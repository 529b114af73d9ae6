//! Settings: `atm.toml` (or an explicit file) plus environment overrides.

use serde::Deserialize;
use std::path::{Path, PathBuf};
use std::time::Duration;
use thiserror::Error;

use crate::Amount;
use crate::controller::{PIN_LENGTH, Rules};
use crate::speech::{Backoff, DEFAULT_ENDPOINT, TtsOptions};
use crate::store::{AccountDefaults, DEFAULT_PIN, DEFAULT_STARTING_BALANCE};

pub const DEFAULT_CONFIG_FILE: &str = "atm.toml";

#[derive(Debug, Error)]
pub enum ConfigError {
    #[error("failed to read config {path}: {source}")]
    Read {
        path: PathBuf,
        source: std::io::Error,
    },

    #[error("invalid config {path}: {source}")]
    Parse {
        path: PathBuf,
        source: toml::de::Error,
    },

    #[error("PIN must be exactly 4 digits")]
    InvalidPin,

    #[error("starting balance {0} must not be negative")]
    NegativeBalance(Amount),
}

#[derive(Debug, Clone, PartialEq, Deserialize)]
#[serde(default)]
pub struct Settings {
    pub store_path: PathBuf,
    pub account: AccountSettings,
    pub speech: SpeechSettings,
}

impl Default for Settings {
    fn default() -> Self {
        Self {
            store_path: PathBuf::from("data/account.json"),
            account: AccountSettings::default(),
            speech: SpeechSettings::default(),
        }
    }
}

#[derive(Debug, Clone, PartialEq, Deserialize)]
#[serde(default)]
pub struct AccountSettings {
    pub pin: String,
    /// Balance of a freshly provisioned account, in rupees.
    pub starting_balance: Amount,
}

impl Default for AccountSettings {
    fn default() -> Self {
        Self {
            pin: DEFAULT_PIN.to_string(),
            starting_balance: DEFAULT_STARTING_BALANCE,
        }
    }
}

#[derive(Debug, Clone, PartialEq, Deserialize)]
#[serde(default)]
pub struct SpeechSettings {
    pub enabled: bool,
    pub api_key: Option<String>,
    pub endpoint: String,
    pub max_attempts: u32,
    pub base_delay_ms: u64,
    pub clip_dir: Option<PathBuf>,
    pub player: Option<String>,
}

impl Default for SpeechSettings {
    fn default() -> Self {
        let backoff = Backoff::default();
        Self {
            enabled: true,
            api_key: None,
            endpoint: DEFAULT_ENDPOINT.to_string(),
            max_attempts: backoff.max_attempts,
            base_delay_ms: backoff.base.as_millis() as u64,
            clip_dir: None,
            player: None,
        }
    }
}

impl Settings {
    /// Override fields from environment variables, looked up through `var`.
    pub fn apply_env(&mut self, var: impl Fn(&str) -> Option<String>) {
        if let Some(v) = var("ATM_STORE_PATH") {
            self.store_path = PathBuf::from(v);
        }
        if let Some(v) = var("ATM_PIN") {
            self.account.pin = v;
        }
        if let Some(v) = var("GEMINI_API_KEY").filter(|v| !v.is_empty()) {
            self.speech.api_key = Some(v);
        }
        if let Some(v) = var("ATM_TTS_PLAYER") {
            self.speech.player = Some(v);
        }
    }

    pub fn validate(&self) -> Result<(), ConfigError> {
        let pin = &self.account.pin;
        if pin.len() != PIN_LENGTH || !pin.bytes().all(|b| b.is_ascii_digit()) {
            return Err(ConfigError::InvalidPin);
        }
        if self.account.starting_balance < Amount::ZERO {
            return Err(ConfigError::NegativeBalance(self.account.starting_balance));
        }
        Ok(())
    }

    pub fn rules(&self) -> Rules {
        Rules::with_pin(self.account.pin.clone())
    }

    pub fn account_defaults(&self) -> AccountDefaults {
        AccountDefaults {
            starting_balance: self.account.starting_balance,
            pin: self.account.pin.clone(),
        }
    }

    /// TTS client options, or `None` when speech is disabled or has no API key.
    pub fn tts_options(&self) -> Option<TtsOptions> {
        if !self.speech.enabled {
            return None;
        }
        let api_key = self.speech.api_key.clone()?;
        Some(TtsOptions {
            endpoint: self.speech.endpoint.clone(),
            api_key,
            backoff: Backoff {
                base: Duration::from_millis(self.speech.base_delay_ms),
                max_attempts: self.speech.max_attempts,
            },
            clip_dir: self.speech.clip_dir.clone(),
            player: self.speech.player.clone(),
        })
    }
}

fn read_file(path: &Path) -> Result<Settings, ConfigError> {
    let raw = std::fs::read_to_string(path).map_err(|source| ConfigError::Read {
        path: path.to_path_buf(),
        source,
    })?;
    toml::from_str(&raw).map_err(|source| ConfigError::Parse {
        path: path.to_path_buf(),
        source,
    })
}

/// Load settings.
///
/// An explicit `path` must exist. Without one, `atm.toml` in the working
/// directory is used if present, defaults otherwise. Environment overrides
/// are applied last.
pub fn load_settings(path: Option<&Path>) -> Result<Settings, ConfigError> {
    let mut settings = match path {
        Some(path) => read_file(path)?,
        None => {
            let default = Path::new(DEFAULT_CONFIG_FILE);
            if default.exists() {
                read_file(default)?
            } else {
                Settings::default()
            }
        }
    };
    settings.apply_env(|key| std::env::var(key).ok());
    settings.validate()?;
    Ok(settings)
}

#[cfg(test)]
mod tests {
    use super::*;
    use std::collections::HashMap;
    use std::io::Write;
    use tempfile::NamedTempFile;

    fn write_toml(content: &str) -> NamedTempFile {
        let mut file = NamedTempFile::new().unwrap();
        file.write_all(content.as_bytes()).unwrap();
        file
    }

    #[test]
    fn defaults() {
        let settings = Settings::default();
        assert_eq!(settings.account.pin, "1234");
        assert_eq!(settings.account.starting_balance, Amount::from_rupees(5000));
        assert_eq!(settings.speech.max_attempts, 3);
        assert_eq!(settings.speech.base_delay_ms, 1000);
        assert!(settings.validate().is_ok());
    }

    #[test]
    fn partial_file_keeps_defaults() {
        let file = write_toml(
            r#"
store_path = "/tmp/atm.json"

[account]
starting_balance = 10000.0

[speech]
player = "aplay"
"#,
        );
        let settings = read_file(file.path()).unwrap();
        assert_eq!(settings.store_path, PathBuf::from("/tmp/atm.json"));
        assert_eq!(settings.account.starting_balance, Amount::from_rupees(10_000));
        assert_eq!(settings.account.pin, "1234");
        assert_eq!(settings.speech.player.as_deref(), Some("aplay"));
        assert!(settings.speech.enabled);
    }

    #[test]
    fn invalid_toml_is_parse_error() {
        let file = write_toml("store_path = [");
        assert!(matches!(
            read_file(file.path()),
            Err(ConfigError::Parse { .. })
        ));
    }

    #[test]
    fn explicit_missing_file_is_error() {
        let result = load_settings(Some(Path::new("/nonexistent/atm.toml")));
        assert!(matches!(result, Err(ConfigError::Read { .. })));
    }

    #[test]
    fn env_overrides() {
        let env: HashMap<&str, &str> = HashMap::from([
            ("ATM_PIN", "4321"),
            ("ATM_STORE_PATH", "/var/atm.json"),
            ("GEMINI_API_KEY", "secret"),
        ]);
        let mut settings = Settings::default();
        settings.apply_env(|k| env.get(k).map(|v| v.to_string()));

        assert_eq!(settings.account.pin, "4321");
        assert_eq!(settings.store_path, PathBuf::from("/var/atm.json"));
        assert_eq!(settings.speech.api_key.as_deref(), Some("secret"));
        assert_eq!(settings.rules().pin, "4321");
    }

    #[test]
    fn empty_api_key_is_ignored() {
        let mut settings = Settings::default();
        settings.apply_env(|k| (k == "GEMINI_API_KEY").then(String::new));
        assert!(settings.speech.api_key.is_none());
        assert!(settings.tts_options().is_none());
    }

    #[test]
    fn bad_pin_is_rejected() {
        for pin in ["123", "12345", "12a4"] {
            let mut settings = Settings::default();
            settings.account.pin = pin.to_string();
            assert!(matches!(settings.validate(), Err(ConfigError::InvalidPin)));
        }
    }

    #[test]
    fn tts_options_follow_settings() {
        let mut settings = Settings::default();
        settings.speech.api_key = Some("key".to_string());
        settings.speech.base_delay_ms = 250;
        settings.speech.max_attempts = 5;

        let options = settings.tts_options().unwrap();
        assert_eq!(options.api_key, "key");
        assert_eq!(options.backoff.base, Duration::from_millis(250));
        assert_eq!(options.backoff.max_attempts, 5);

        settings.speech.enabled = false;
        assert!(settings.tts_options().is_none());
    }
}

• • • •

Say only how many lines above contain "impl", with no other words.

5